BEGIN Exercise inputs
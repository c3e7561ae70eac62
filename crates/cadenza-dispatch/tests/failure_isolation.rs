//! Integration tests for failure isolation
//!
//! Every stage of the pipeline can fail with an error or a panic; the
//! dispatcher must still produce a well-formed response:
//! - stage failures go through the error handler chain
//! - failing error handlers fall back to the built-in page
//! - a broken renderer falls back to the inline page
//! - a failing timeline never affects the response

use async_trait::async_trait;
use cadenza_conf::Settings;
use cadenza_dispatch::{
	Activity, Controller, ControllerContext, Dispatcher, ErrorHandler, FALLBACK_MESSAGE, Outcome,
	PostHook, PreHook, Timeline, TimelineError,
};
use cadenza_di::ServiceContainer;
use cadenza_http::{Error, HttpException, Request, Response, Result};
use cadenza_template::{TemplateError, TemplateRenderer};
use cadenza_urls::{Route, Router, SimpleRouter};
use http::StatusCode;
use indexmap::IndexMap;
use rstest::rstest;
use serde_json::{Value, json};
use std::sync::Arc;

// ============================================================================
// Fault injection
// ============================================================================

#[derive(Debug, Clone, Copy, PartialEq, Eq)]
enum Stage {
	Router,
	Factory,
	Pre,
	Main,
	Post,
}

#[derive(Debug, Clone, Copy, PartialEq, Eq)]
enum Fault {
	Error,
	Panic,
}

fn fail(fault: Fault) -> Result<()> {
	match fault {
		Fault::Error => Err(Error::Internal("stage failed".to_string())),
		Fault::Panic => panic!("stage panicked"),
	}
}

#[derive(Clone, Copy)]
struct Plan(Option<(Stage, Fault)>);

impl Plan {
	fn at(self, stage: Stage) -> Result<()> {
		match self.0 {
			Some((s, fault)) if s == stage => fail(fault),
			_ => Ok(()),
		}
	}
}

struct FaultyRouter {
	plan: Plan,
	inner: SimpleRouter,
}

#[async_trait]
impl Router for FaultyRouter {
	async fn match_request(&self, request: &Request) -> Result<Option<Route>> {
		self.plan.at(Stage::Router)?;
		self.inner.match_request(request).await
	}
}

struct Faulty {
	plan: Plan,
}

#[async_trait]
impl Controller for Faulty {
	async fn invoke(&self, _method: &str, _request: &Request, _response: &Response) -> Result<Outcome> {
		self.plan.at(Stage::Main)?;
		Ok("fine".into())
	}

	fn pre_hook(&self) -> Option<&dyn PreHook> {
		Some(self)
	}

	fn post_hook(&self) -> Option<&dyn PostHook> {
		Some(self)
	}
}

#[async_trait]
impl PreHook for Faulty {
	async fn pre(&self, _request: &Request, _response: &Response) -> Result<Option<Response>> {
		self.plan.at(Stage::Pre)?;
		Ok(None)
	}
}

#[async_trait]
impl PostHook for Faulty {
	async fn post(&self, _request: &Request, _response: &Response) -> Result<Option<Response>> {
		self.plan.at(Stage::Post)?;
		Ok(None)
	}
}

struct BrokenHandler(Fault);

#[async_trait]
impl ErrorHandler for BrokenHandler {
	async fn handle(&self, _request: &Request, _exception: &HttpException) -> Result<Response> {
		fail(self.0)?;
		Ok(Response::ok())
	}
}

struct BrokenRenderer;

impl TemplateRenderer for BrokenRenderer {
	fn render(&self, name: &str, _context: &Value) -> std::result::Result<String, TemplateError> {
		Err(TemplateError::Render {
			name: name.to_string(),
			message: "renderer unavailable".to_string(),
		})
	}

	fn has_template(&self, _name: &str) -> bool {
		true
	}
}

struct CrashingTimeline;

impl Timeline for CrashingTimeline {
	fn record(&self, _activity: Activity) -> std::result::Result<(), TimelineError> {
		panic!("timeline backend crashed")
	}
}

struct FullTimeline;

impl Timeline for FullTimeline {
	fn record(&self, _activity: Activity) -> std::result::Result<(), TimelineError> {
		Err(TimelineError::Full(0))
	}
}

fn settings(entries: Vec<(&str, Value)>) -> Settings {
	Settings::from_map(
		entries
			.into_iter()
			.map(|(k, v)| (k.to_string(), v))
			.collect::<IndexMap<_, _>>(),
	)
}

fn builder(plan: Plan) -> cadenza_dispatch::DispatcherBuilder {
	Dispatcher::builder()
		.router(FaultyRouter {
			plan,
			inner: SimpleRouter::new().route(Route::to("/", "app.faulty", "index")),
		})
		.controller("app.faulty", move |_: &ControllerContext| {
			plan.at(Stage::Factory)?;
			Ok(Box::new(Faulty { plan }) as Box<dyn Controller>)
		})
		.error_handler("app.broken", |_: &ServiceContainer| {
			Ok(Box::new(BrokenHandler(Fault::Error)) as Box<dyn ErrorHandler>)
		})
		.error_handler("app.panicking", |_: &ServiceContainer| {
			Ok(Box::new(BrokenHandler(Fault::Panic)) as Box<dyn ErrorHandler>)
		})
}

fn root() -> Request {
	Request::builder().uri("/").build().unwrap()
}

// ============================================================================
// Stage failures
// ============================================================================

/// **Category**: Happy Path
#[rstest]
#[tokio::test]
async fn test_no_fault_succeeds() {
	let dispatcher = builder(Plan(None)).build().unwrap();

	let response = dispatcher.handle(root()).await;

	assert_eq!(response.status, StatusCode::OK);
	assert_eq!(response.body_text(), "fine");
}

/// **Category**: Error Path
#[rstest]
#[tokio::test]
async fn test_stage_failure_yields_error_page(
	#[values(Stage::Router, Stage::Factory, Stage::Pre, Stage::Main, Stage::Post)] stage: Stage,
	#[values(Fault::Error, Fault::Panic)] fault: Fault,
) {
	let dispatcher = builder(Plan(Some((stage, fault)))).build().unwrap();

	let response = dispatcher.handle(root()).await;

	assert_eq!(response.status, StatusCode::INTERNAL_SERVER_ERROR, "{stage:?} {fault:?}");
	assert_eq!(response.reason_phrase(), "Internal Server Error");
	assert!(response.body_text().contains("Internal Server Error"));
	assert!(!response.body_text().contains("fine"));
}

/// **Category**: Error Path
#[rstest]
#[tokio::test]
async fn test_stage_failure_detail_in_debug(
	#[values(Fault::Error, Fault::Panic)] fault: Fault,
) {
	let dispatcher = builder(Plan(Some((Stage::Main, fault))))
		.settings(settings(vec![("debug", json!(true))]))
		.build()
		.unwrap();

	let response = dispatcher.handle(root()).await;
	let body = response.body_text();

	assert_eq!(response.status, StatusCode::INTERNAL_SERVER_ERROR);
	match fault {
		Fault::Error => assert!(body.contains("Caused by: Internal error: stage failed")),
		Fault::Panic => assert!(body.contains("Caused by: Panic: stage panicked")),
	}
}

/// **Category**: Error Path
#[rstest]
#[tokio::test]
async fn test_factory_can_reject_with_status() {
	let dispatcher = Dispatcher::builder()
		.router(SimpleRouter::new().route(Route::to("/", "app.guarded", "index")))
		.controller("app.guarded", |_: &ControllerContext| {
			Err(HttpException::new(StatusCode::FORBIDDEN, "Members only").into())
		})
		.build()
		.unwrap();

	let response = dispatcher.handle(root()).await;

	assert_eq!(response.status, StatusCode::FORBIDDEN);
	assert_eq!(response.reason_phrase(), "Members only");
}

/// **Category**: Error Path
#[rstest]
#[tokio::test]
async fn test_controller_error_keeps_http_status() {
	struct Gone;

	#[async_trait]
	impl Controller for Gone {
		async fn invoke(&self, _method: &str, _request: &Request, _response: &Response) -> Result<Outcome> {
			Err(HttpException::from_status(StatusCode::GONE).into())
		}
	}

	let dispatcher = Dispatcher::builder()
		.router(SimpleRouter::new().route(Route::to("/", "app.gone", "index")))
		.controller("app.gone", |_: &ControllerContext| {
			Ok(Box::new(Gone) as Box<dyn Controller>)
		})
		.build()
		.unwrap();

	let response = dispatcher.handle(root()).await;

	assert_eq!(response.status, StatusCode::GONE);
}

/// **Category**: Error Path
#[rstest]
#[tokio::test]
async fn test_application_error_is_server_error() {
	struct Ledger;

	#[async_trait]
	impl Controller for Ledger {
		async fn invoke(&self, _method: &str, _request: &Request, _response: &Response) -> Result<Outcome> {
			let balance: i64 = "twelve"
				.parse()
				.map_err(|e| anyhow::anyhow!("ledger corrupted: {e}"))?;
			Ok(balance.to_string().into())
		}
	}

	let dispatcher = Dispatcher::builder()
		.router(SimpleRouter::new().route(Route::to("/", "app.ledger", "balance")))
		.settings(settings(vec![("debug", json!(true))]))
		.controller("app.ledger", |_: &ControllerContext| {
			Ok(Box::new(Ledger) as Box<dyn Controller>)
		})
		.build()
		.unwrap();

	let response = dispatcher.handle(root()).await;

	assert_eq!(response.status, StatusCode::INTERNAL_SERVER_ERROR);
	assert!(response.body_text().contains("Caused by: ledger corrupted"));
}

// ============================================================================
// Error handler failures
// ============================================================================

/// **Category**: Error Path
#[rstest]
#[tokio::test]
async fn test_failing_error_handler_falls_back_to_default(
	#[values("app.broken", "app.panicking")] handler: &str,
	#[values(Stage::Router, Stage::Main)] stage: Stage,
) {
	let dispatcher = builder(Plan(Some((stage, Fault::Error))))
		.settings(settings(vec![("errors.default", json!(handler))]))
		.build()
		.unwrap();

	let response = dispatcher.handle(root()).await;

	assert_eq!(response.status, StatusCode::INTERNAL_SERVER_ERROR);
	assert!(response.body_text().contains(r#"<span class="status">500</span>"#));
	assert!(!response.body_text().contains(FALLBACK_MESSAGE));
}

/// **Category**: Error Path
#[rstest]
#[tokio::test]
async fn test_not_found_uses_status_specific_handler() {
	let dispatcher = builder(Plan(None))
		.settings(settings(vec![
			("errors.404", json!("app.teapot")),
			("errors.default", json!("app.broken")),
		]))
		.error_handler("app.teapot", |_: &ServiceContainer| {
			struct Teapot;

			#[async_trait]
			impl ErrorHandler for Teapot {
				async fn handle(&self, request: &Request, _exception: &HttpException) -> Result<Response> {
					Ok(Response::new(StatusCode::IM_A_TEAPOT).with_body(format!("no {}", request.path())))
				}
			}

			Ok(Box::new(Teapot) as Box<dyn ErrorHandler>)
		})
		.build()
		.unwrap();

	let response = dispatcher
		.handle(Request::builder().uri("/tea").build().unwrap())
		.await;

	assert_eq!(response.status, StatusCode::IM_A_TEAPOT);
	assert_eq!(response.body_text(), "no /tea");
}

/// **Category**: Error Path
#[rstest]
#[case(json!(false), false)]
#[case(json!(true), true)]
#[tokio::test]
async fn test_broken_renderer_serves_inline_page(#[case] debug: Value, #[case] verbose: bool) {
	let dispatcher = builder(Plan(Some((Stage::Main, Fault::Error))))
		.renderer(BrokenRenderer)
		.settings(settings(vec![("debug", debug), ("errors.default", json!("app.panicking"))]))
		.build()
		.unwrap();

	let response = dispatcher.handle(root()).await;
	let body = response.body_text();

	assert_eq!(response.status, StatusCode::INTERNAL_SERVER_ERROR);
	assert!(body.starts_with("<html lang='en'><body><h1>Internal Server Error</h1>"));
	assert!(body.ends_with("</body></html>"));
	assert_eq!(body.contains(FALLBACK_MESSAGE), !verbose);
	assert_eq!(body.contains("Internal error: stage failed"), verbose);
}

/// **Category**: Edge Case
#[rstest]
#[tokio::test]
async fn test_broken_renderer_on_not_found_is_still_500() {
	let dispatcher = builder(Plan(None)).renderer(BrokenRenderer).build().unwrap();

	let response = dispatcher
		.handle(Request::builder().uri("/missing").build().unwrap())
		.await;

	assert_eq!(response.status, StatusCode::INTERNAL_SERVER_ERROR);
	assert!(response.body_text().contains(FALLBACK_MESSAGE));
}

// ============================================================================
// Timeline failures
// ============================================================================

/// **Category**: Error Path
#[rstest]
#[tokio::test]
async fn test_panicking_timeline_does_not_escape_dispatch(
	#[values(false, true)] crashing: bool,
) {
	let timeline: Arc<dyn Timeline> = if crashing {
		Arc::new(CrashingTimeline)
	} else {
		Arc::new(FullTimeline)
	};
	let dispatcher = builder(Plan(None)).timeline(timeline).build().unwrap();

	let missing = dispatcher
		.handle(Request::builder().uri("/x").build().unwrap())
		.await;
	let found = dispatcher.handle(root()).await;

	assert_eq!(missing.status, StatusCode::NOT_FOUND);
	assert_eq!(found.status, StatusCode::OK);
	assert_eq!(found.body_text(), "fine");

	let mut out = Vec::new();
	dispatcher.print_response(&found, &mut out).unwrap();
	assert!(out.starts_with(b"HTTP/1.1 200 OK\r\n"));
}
END Exercise inputs
◆ Task details ◆
Go through the data and return each line where the word "Outcome" appears.

◆ Written response ◆
	Activity, Controller, ControllerContext, Dispatcher, ErrorHandler, FALLBACK_MESSAGE, Outcome,
	async fn invoke(&self, _method: &str, _request: &Request, _response: &Response) -> Result<Outcome> {
		async fn invoke(&self, _method: &str, _request: &Request, _response: &Response) -> Result<Outcome> {
		async fn invoke(&self, _method: &str, _request: &Request, _response: &Response) -> Result<Outcome> {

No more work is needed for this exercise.